Bürgermeister Luger beantwortete heute schriftlich die bei der Gemeinderatssitzung am 5. November von der KPÖ gestellte Anfrage zum Linzer Solidaritätsfonds. Bis zum 15.12.2020 wurden lediglich 3000 Euro an 9 FörderwerberInnen aus dem Linzer Solidaritätsfonds ausgezahlt.

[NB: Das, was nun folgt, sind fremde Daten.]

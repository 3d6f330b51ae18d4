use super::dom_tree::DomTree;
use super::model::{self, BackendPatchApplier};
use contracts::shared::visual_editor::{
    dispatch_save, is_editable_attribute, ChangeSet, EditorError, EditorSession, EditorSettings,
    EntryId, PendingDecision, SaveCompletion, SelectRequest,
};
use leptos::prelude::*;
use std::cell::RefCell;
use std::collections::BTreeSet;
use std::rc::Rc;
use web_sys::HtmlIFrameElement;

type SessionHandle = Rc<RefCell<EditorSession<DomTree>>>;

/// Строка списка компонентов
#[derive(Debug, Clone, PartialEq)]
pub struct EntryRow {
    pub id: EntryId,
    pub tag_name: String,
    pub source: String,
    pub explicit_source: bool,
    pub excerpt: String,
}

/// Одно редактируемое свойство выбранного компонента
#[derive(Debug, Clone, PartialEq)]
pub struct FieldRow {
    pub key: String,
    pub baseline: String,
    pub value: String,
    pub changed: bool,
}

/// ViewModel визуального редактора
#[derive(Clone, Copy)]
pub struct VisualEditorVm {
    session: StoredValue<Option<SessionHandle>, LocalStorage>,
    pub settings: RwSignal<EditorSettings>,
    pub generation: RwSignal<u64>,
    pub entries: RwSignal<Vec<EntryRow>>,
    pub truncated: RwSignal<bool>,
    pub selected: RwSignal<Option<EntryId>>,
    pub fields: RwSignal<Vec<FieldRow>>,
    pub has_changes: RwSignal<bool>,
    pub is_saving: RwSignal<bool>,
    pub can_undo: RwSignal<bool>,
    pub can_redo: RwSignal<bool>,
    pub pending: RwSignal<Option<PendingDecision>>,
    pub error: RwSignal<Option<String>>,
    pub status: RwSignal<Option<String>>,
}

impl VisualEditorVm {
    pub fn new() -> Self {
        Self {
            session: StoredValue::new_local(None),
            settings: RwSignal::new(EditorSettings::default()),
            generation: RwSignal::new(0),
            entries: RwSignal::new(Vec::new()),
            truncated: RwSignal::new(false),
            selected: RwSignal::new(None),
            fields: RwSignal::new(Vec::new()),
            has_changes: RwSignal::new(false),
            is_saving: RwSignal::new(false),
            can_undo: RwSignal::new(false),
            can_redo: RwSignal::new(false),
            pending: RwSignal::new(None),
            error: RwSignal::new(None),
            status: RwSignal::new(None),
        }
    }

    /// Загрузить настройки с сервера (по умолчанию если недоступны)
    pub fn load_settings(&self) {
        let settings = self.settings;
        let error = self.error;
        wasm_bindgen_futures::spawn_local(async move {
            match model::fetch_settings().await {
                Ok(s) => settings.set(s),
                Err(e) => {
                    log::warn!("Editor settings unavailable, using defaults: {}", e);
                    error.set(Some(format!("Editor settings unavailable: {}", e)));
                }
            }
        });
    }

    fn handle(&self) -> Option<SessionHandle> {
        self.session.get_value()
    }

    /// Preview finished loading: start the session or rescan the new page.
    pub fn on_preview_load(&self, iframe: &HtmlIFrameElement) {
        let Some(tree) = DomTree::from_iframe(iframe) else {
            self.error.set(Some(
                "Preview document is not accessible (different origin?)".to_string(),
            ));
            return;
        };

        match self.handle() {
            Some(session) => {
                let generation = session.borrow_mut().reload(tree);
                log::info!("Preview reloaded, scan generation {}", generation);
            }
            None => {
                let session = EditorSession::new(tree, self.settings.get_untracked());
                log::info!(
                    "Editor session started with {} component(s)",
                    session.registry().len()
                );
                self.session.set_value(Some(Rc::new(RefCell::new(session))));
            }
        }
        self.pending.set(None);
        self.sync();
    }

    /// Rescan the current page without reloading it.
    pub fn rescan(&self) {
        if let Some(session) = self.handle() {
            session.borrow_mut().rescan();
            self.pending.set(None);
            self.sync();
        }
    }

    pub fn select(&self, id: EntryId) {
        let Some(session) = self.handle() else {
            return;
        };
        let request = session.borrow_mut().request_select(id);
        match request {
            SelectRequest::Done(outcome) => log::debug!("select {}: {:?}", id, outcome),
            SelectRequest::NeedsConfirmation(decision) => self.pending.set(Some(decision)),
        }
        self.sync();
    }

    /// Answer to the "discard unsaved edits?" dialog.
    pub fn resolve_pending(&self, confirmed: bool) {
        let Some(decision) = self.pending.get_untracked() else {
            return;
        };
        self.pending.set(None);
        if let Some(session) = self.handle() {
            session.borrow_mut().resolve(decision, confirmed);
            self.sync();
        }
    }

    pub fn clear_selection(&self) {
        if let Some(session) = self.handle() {
            session.borrow_mut().clear_selection();
            self.sync();
        }
    }

    pub fn set_field(&self, key: &str, value: String) {
        let Some(session) = self.handle() else {
            return;
        };
        let result = session.borrow_mut().set_property(key, value);
        if let Err(e) = result {
            self.report(e);
        }
        self.sync();
    }

    /// Adds an attribute the component does not carry yet.
    pub fn add_field(&self, key: &str) {
        let key = key.trim().to_lowercase();
        if key.is_empty() || self.fields.get_untracked().iter().any(|f| f.key == key) {
            return;
        }
        if !is_editable_attribute(&key) {
            self.error
                .set(Some(format!("Only class, id, style and data-* attributes are editable, got `{}`", key)));
            return;
        }
        self.set_field(&key, String::new());
    }

    pub fn reset(&self) {
        if let Some(session) = self.handle() {
            session.borrow_mut().reset();
            self.sync();
        }
    }

    /// Сохранить изменения (последний запрос побеждает)
    pub fn save_command(&self) {
        let Some(session) = self.handle() else {
            return;
        };
        let vm = *self;
        let timeout_ms = self.settings.get_untracked().save_timeout_ms;
        self.status.set(None);
        self.is_saving.set(true);

        wasm_bindgen_futures::spawn_local(async move {
            let timeout =
                gloo_timers::future::TimeoutFuture::new(timeout_ms.min(u32::MAX as u64) as u32);
            match dispatch_save(&session, &BackendPatchApplier, timeout).await {
                Ok(SaveCompletion::Committed(change_set)) => {
                    vm.error.set(None);
                    vm.status.set(Some(format!("Saved {} change(s)", change_set.len())));
                }
                Ok(SaveCompletion::Superseded) => {}
                Err(e) => vm.report(e),
            }
            vm.sync();
        });
    }

    pub fn undo(&self) {
        let Some(session) = self.handle() else {
            return;
        };
        let step = session.borrow_mut().undo();
        self.after_history_step(step, "Undo");
    }

    pub fn redo(&self) {
        let Some(session) = self.handle() else {
            return;
        };
        let step = session.borrow_mut().redo();
        self.after_history_step(step, "Redo");
    }

    /// Forwards a history step the preview already shows. A step that could
    /// not be applied is reported and never reaches the backend.
    fn after_history_step(&self, step: Result<ChangeSet, EditorError>, label: &'static str) {
        self.sync();
        let change_set = match step {
            Ok(change_set) => change_set,
            Err(e) => {
                self.report(e);
                return;
            }
        };
        let vm = *self;
        wasm_bindgen_futures::spawn_local(async move {
            match model::forward_history_step(&change_set).await {
                Ok(()) => vm.status.set(Some(format!("{}: {} change(s)", label, change_set.len()))),
                Err(e) => vm.error.set(Some(format!("{} applied in preview only: {}", label, e))),
            }
        });
    }

    pub fn dismiss_error(&self) {
        self.error.set(None);
    }

    /// Ends the session when the editor page goes away.
    pub fn teardown(&self) {
        if let Some(session) = self.session.try_get_value().flatten() {
            session.borrow_mut().teardown();
        }
        let _ = self.session.try_set_value(None);
    }

    fn report(&self, err: EditorError) {
        if err.is_user_facing() {
            self.error.set(Some(err.to_string()));
        } else {
            log::debug!("editor: {}", err);
        }
    }

    /// Copy session state into signals.
    fn sync(&self) {
        let Some(session) = self.handle() else {
            return;
        };
        let Ok(session) = session.try_borrow() else {
            // A save is settling; it syncs when done.
            return;
        };

        let generation = session.generation();
        if self.generation.get_untracked() != generation {
            self.entries.set(
                session
                    .registry()
                    .entries()
                    .iter()
                    .map(|e| EntryRow {
                        id: e.id,
                        tag_name: e.tag_name.clone(),
                        source: e.source_hint.value.clone(),
                        explicit_source: e.source_hint.explicit,
                        excerpt: e.excerpt.clone(),
                    })
                    .collect(),
            );
            self.truncated.set(session.registry().truncated());
            self.generation.set(generation);
        }

        self.selected.set(session.selected().map(|e| e.id));
        self.fields.set(field_rows(&session));
        self.has_changes.set(session.has_changes());
        self.is_saving.set(session.is_saving());
        self.can_undo.set(session.can_undo());
        self.can_redo.set(session.can_redo());
    }
}

impl Default for VisualEditorVm {
    fn default() -> Self {
        Self::new()
    }
}

fn field_rows(session: &EditorSession<DomTree>) -> Vec<FieldRow> {
    let baseline = session.baseline();
    let buffer = session.edit_buffer();
    let keys: BTreeSet<&String> = baseline.keys().chain(buffer.keys()).collect();
    keys.into_iter()
        .map(|key| {
            let base = baseline.get(key).cloned().unwrap_or_default();
            let value = buffer.get(key).cloned().unwrap_or_default();
            FieldRow {
                key: key.clone(),
                changed: base != value,
                baseline: base,
                value,
            }
        })
        .collect()
}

Überrascht zeigt sich KPÖ-Gemeinderätin Gerlinde Grünn über die mangelnde Ausschöpfung des Solidaritätsfonds: „Da dürften offensichtlich die bürokratischen Hürden zu hoch gewesen sein um den Solidaritätsfonds als wichtige Unterstützung für Bedürftige zugänglich zu machen.“ Gemeinderätin Grünn fordert daher die bereits beschlossenen Mittel des Solidaritätsfonds für den Linzer Sozialfonds für LinzerInnen mit einmaligen Notlagen umzuschichten.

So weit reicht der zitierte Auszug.